(Data records)
────────
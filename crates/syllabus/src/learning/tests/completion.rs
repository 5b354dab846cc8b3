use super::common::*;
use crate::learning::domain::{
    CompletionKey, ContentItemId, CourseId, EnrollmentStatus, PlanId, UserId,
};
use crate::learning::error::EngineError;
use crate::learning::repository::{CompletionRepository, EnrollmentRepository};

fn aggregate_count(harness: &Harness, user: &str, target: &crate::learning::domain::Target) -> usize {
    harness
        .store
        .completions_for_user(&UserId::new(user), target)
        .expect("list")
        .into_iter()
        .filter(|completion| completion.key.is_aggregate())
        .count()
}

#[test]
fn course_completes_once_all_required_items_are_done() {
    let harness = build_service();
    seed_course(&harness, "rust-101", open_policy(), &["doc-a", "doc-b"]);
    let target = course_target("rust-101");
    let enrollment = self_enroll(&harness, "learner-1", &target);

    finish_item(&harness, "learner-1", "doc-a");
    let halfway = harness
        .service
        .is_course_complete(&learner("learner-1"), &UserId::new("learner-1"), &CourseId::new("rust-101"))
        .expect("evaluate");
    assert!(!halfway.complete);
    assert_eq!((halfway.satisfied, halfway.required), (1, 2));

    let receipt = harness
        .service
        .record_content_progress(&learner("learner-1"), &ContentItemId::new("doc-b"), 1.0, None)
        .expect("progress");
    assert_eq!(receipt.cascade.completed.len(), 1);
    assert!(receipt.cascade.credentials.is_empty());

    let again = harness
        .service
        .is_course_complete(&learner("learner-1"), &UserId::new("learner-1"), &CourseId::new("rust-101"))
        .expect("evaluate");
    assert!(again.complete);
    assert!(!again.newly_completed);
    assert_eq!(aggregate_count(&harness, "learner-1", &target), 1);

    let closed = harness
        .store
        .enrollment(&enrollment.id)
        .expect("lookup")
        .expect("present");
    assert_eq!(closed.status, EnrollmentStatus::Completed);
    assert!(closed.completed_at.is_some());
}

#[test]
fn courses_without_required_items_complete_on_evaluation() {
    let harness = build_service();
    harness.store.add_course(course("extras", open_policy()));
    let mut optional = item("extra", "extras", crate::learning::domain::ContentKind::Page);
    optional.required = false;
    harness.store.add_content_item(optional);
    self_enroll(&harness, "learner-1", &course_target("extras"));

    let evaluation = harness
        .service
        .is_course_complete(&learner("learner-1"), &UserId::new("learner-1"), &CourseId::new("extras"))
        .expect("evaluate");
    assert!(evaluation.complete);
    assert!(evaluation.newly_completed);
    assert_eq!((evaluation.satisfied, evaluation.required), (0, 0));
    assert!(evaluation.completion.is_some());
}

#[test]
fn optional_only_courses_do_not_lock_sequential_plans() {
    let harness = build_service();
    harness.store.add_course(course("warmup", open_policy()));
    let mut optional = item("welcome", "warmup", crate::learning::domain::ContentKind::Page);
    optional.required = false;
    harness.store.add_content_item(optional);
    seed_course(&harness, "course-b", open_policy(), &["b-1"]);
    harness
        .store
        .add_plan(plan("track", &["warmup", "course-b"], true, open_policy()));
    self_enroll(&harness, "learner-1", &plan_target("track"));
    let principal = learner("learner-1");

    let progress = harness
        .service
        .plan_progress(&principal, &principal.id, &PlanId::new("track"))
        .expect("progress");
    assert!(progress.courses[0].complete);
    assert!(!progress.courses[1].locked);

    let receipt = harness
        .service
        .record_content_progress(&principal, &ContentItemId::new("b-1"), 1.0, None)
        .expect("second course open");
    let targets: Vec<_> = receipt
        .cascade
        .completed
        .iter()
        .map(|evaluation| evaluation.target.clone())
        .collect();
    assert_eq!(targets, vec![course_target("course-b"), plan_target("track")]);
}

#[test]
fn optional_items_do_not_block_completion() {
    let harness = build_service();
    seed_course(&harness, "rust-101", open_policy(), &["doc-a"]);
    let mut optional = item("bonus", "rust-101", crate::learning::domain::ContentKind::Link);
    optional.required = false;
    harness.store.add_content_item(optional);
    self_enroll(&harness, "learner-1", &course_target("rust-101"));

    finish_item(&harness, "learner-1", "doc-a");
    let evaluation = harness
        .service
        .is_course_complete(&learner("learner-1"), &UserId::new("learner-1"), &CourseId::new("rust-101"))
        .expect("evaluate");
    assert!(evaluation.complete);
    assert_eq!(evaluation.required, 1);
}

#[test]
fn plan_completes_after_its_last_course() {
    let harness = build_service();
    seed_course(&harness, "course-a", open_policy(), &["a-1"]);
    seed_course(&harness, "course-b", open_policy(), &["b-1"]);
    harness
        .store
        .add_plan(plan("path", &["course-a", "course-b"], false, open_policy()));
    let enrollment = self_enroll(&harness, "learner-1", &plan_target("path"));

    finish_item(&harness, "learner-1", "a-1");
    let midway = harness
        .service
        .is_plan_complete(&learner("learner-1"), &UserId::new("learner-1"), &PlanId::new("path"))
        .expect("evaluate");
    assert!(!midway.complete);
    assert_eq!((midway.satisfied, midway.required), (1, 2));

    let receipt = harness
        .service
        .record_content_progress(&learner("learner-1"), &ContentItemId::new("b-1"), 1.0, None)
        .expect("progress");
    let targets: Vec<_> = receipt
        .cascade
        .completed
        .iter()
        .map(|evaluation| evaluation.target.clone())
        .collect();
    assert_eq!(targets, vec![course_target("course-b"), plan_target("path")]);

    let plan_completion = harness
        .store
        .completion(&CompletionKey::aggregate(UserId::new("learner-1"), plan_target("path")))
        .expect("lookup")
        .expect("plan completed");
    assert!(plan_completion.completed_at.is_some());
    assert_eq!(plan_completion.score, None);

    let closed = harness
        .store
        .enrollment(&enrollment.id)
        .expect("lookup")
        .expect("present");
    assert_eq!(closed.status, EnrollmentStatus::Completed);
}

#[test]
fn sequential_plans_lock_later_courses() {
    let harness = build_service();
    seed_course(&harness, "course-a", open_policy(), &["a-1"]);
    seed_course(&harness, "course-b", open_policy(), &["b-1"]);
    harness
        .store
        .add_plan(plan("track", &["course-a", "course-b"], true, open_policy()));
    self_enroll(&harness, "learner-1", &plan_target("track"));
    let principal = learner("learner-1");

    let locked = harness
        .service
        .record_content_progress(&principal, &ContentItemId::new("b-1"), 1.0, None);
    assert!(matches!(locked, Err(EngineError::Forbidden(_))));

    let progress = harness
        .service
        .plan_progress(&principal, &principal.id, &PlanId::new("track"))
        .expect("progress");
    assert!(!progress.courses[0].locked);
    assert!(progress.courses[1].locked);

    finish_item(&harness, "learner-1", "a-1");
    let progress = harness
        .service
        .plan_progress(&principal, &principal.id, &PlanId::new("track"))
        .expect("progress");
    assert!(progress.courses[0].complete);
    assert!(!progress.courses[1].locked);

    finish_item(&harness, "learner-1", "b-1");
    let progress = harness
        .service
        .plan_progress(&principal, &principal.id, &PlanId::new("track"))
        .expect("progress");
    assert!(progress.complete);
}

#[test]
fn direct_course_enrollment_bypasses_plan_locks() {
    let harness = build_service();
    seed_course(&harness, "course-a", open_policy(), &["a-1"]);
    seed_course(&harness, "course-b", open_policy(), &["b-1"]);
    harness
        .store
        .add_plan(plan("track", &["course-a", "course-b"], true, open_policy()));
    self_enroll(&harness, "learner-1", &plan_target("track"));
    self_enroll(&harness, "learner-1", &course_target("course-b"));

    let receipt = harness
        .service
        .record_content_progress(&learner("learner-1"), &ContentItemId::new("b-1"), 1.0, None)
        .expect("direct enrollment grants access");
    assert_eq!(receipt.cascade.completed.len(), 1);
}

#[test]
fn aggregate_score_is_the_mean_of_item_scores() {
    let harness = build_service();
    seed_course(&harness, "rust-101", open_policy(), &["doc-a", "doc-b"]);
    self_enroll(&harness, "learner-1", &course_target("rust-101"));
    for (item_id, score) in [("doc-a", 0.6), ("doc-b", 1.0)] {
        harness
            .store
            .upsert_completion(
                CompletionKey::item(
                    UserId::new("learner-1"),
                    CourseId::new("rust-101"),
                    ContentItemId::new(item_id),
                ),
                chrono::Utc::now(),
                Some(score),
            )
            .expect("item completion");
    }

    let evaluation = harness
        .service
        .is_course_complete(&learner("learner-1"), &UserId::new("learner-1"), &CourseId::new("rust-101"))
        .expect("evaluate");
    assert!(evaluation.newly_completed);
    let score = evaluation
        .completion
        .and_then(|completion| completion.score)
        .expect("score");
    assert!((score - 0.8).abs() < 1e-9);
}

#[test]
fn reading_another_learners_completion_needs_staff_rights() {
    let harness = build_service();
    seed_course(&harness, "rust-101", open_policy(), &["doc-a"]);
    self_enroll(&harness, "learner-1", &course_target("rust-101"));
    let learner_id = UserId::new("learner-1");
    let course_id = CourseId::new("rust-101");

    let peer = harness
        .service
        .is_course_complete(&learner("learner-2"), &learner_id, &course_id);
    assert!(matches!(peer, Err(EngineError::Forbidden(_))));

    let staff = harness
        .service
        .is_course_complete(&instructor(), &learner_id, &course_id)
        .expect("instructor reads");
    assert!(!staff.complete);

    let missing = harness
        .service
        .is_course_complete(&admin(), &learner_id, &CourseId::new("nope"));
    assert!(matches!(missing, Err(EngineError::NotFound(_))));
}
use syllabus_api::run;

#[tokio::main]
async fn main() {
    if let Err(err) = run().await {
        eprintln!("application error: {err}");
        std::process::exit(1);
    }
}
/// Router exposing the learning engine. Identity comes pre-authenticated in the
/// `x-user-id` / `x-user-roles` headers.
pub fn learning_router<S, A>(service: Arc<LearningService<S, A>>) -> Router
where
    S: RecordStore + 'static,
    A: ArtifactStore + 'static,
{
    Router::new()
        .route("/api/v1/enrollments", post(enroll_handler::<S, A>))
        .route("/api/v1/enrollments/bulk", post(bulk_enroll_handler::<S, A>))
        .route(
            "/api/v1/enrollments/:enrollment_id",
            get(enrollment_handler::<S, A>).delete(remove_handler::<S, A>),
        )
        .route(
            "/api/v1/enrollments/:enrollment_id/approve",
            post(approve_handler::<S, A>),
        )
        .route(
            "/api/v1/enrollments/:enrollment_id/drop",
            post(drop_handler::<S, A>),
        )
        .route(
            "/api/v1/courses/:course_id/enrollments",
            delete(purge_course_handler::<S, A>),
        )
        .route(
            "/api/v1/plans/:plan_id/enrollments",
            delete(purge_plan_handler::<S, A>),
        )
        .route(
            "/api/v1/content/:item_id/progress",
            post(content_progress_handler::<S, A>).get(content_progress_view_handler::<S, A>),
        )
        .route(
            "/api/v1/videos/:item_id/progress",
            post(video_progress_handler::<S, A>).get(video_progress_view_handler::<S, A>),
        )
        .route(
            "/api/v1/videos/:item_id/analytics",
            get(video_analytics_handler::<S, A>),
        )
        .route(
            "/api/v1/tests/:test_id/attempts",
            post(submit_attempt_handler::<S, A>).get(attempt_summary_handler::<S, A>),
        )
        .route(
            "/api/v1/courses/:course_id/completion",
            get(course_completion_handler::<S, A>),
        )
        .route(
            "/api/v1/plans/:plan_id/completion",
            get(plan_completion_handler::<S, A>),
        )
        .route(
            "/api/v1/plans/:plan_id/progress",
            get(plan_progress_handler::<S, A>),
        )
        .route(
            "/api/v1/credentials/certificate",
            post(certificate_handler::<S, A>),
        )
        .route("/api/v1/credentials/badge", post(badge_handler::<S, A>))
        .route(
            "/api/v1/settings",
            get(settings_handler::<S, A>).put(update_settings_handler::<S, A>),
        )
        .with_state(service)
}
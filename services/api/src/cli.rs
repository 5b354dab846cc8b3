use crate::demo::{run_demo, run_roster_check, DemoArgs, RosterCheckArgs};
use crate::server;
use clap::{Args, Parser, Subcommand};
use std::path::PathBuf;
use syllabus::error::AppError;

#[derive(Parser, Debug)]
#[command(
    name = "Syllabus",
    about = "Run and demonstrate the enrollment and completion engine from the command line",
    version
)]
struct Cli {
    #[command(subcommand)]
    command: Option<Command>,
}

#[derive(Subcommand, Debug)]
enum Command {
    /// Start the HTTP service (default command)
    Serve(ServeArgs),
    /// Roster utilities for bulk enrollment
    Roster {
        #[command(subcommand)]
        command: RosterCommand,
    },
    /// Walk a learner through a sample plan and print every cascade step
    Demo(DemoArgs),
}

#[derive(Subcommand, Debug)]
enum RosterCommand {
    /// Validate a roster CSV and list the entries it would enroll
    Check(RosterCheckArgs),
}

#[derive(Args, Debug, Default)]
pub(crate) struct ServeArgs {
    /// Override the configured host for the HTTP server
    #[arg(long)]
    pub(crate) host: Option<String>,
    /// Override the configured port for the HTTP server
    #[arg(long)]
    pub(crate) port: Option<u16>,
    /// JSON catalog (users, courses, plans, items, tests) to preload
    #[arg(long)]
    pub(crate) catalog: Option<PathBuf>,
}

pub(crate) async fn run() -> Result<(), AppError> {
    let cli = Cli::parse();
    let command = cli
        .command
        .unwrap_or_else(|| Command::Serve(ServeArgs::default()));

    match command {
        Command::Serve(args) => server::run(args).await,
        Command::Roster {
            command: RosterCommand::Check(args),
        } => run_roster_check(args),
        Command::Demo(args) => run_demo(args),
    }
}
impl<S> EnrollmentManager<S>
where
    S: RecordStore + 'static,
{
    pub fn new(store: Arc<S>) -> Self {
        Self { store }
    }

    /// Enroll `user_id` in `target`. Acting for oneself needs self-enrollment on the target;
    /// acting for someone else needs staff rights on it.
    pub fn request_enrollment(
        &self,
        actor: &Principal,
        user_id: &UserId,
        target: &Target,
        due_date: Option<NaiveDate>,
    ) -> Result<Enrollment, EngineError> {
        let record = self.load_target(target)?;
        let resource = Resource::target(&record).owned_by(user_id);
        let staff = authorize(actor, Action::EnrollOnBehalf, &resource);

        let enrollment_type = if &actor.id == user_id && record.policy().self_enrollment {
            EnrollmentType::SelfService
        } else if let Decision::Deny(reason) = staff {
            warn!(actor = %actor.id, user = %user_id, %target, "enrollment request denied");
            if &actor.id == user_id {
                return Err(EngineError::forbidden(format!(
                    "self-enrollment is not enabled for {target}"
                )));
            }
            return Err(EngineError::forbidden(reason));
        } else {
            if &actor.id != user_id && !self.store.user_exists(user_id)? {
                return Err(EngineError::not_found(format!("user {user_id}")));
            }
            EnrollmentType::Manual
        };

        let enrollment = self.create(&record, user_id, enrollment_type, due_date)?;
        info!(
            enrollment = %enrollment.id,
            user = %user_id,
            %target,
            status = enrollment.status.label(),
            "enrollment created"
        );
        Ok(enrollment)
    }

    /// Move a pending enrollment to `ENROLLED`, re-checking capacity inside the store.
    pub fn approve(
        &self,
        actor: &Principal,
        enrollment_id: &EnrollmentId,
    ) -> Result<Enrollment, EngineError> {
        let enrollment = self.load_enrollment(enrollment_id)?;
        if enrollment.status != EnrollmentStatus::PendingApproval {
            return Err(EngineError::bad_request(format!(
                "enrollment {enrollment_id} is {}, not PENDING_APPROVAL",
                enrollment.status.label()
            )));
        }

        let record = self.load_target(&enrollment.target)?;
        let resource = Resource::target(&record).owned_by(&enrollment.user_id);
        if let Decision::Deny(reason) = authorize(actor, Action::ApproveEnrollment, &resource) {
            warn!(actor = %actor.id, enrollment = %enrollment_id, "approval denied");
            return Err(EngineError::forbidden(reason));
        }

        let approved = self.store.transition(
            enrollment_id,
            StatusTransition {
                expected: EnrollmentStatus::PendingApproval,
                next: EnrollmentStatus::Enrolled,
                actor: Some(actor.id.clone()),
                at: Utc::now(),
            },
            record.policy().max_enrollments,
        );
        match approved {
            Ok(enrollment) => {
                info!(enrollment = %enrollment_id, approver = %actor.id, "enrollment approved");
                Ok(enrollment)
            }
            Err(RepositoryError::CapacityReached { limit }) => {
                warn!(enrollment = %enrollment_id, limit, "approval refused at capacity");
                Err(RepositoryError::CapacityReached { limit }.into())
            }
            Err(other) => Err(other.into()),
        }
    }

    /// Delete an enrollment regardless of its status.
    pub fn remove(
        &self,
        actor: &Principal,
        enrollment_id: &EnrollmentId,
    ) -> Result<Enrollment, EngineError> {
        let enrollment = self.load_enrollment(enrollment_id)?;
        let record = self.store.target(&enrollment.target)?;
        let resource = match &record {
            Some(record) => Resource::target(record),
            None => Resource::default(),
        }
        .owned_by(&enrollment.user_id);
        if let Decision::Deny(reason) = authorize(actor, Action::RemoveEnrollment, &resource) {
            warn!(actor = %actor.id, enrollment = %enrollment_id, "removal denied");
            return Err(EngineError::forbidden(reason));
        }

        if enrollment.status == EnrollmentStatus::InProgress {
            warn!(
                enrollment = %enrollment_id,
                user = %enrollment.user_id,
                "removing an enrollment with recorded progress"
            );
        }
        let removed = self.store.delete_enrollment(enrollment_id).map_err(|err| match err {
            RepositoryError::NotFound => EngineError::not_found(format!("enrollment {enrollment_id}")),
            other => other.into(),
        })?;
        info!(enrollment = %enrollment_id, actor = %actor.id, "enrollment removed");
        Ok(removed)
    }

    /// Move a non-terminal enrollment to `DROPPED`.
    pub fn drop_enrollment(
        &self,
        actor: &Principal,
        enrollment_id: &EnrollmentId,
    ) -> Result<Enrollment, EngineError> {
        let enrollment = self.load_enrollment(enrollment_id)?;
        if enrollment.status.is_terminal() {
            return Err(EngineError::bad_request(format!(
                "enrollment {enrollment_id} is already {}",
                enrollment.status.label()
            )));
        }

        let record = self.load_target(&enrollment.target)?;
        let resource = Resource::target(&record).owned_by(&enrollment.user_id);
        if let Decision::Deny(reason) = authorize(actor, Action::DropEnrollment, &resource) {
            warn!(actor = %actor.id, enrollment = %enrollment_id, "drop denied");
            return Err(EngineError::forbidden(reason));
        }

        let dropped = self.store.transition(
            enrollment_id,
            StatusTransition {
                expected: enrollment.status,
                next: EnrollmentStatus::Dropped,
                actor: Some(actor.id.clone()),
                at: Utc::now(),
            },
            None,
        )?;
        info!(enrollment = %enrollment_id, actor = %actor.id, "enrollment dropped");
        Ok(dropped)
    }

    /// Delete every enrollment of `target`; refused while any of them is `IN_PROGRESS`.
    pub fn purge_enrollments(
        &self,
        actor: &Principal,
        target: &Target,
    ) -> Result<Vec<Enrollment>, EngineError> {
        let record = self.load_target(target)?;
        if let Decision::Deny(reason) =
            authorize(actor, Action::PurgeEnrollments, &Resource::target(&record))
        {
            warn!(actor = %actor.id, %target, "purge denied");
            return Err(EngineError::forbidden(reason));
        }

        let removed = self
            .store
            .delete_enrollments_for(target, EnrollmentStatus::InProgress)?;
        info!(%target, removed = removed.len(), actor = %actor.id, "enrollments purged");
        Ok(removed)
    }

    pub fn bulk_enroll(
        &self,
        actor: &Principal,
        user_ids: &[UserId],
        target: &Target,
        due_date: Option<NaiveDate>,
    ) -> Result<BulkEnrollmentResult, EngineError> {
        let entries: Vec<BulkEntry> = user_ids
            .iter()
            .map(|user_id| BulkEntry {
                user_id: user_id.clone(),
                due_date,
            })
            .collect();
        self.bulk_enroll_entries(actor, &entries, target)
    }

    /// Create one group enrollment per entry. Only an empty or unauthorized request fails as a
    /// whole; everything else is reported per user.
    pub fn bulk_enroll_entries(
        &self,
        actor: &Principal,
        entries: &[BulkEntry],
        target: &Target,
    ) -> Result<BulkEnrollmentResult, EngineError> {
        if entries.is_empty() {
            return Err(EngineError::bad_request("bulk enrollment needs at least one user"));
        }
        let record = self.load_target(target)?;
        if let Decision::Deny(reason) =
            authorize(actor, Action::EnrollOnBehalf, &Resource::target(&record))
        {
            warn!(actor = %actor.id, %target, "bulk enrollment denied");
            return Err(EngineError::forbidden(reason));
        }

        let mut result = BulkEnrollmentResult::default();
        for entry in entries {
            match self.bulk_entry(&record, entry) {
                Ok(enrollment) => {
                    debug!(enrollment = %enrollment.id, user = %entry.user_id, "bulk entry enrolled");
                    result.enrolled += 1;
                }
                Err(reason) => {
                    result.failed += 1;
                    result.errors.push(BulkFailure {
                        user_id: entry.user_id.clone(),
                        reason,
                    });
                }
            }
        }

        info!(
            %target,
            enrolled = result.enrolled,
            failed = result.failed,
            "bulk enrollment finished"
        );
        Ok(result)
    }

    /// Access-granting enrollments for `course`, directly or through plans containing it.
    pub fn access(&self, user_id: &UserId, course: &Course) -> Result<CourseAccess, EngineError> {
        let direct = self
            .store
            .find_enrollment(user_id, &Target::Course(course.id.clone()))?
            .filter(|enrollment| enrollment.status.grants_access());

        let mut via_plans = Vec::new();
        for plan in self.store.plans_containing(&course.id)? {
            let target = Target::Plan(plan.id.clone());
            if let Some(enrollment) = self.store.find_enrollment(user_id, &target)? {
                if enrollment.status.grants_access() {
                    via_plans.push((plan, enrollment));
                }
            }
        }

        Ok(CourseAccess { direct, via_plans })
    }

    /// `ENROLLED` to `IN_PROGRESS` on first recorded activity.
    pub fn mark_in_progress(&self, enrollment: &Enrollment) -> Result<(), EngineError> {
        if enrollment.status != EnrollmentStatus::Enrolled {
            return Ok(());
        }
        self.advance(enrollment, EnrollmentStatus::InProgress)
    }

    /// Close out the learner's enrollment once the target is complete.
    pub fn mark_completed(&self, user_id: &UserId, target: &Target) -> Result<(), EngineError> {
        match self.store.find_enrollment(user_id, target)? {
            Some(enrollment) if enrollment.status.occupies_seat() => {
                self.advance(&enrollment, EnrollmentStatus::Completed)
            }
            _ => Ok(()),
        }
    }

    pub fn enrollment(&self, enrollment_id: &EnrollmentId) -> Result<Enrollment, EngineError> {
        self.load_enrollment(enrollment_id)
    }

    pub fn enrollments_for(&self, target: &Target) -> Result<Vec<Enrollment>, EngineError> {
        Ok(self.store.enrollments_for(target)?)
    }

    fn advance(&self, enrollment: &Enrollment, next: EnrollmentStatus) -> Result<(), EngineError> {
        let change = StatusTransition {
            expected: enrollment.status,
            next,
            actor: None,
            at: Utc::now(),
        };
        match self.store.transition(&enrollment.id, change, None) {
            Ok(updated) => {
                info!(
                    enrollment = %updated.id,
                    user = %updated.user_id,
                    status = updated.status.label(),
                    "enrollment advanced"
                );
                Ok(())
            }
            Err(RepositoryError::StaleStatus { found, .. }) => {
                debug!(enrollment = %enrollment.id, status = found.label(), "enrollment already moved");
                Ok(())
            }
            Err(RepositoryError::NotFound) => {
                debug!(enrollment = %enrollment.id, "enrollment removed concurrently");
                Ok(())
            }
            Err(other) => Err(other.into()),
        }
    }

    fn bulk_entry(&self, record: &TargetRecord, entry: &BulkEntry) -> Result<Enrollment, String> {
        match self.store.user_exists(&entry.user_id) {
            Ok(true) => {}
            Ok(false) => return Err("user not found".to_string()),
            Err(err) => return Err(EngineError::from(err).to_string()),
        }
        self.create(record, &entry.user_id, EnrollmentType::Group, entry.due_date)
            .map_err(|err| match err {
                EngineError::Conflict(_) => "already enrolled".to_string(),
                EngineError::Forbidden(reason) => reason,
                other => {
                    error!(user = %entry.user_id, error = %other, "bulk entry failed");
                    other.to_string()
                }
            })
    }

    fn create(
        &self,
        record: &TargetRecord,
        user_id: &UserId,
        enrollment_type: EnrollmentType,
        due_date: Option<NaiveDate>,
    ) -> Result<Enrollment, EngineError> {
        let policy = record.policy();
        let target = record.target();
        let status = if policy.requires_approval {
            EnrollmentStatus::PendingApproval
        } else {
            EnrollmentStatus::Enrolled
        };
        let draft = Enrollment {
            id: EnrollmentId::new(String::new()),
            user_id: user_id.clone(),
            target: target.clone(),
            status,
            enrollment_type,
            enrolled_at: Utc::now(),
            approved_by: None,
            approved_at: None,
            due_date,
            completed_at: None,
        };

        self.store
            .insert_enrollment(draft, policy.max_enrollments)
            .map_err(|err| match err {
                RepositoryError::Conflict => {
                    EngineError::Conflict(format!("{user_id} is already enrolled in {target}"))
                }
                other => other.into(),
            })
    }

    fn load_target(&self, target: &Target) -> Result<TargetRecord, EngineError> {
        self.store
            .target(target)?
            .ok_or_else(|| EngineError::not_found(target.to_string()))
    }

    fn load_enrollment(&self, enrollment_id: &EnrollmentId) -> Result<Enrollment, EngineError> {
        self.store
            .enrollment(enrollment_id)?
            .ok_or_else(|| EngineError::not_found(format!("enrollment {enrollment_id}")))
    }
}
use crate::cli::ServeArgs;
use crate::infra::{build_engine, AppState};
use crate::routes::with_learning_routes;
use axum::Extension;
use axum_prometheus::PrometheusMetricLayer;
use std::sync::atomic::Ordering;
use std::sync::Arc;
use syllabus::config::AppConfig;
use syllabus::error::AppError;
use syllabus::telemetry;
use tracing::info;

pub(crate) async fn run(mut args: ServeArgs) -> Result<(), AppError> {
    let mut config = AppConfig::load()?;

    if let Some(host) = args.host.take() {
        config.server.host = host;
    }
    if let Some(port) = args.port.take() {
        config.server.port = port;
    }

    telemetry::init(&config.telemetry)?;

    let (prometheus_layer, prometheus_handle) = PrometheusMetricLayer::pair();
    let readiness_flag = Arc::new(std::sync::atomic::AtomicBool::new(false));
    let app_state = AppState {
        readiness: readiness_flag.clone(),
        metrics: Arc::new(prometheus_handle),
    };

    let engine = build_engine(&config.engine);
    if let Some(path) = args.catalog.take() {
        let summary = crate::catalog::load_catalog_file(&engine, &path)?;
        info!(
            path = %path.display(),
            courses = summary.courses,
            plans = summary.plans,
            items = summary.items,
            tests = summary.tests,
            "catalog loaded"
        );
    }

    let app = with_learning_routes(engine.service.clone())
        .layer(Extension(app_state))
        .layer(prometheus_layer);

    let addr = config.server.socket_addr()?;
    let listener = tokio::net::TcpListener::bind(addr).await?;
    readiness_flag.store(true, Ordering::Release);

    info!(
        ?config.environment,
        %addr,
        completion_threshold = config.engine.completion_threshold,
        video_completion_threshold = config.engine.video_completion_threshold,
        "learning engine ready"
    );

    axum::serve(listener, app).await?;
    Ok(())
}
────────
What you have to do
What is needed is an exact copy of the entries from their first line down to the line with "use crate::learning::error::EngineError;", that line included, and nothing beyond it.

Task output
filename crates/syllabus/src/learning/tests/completion.rs
repository 5b354dab846cc8b3
use super::common::*;
use crate::learning::domain::{
    CompletionKey, ContentItemId, CourseId, EnrollmentStatus, PlanId, UserId,
};
use crate::learning::error::EngineError;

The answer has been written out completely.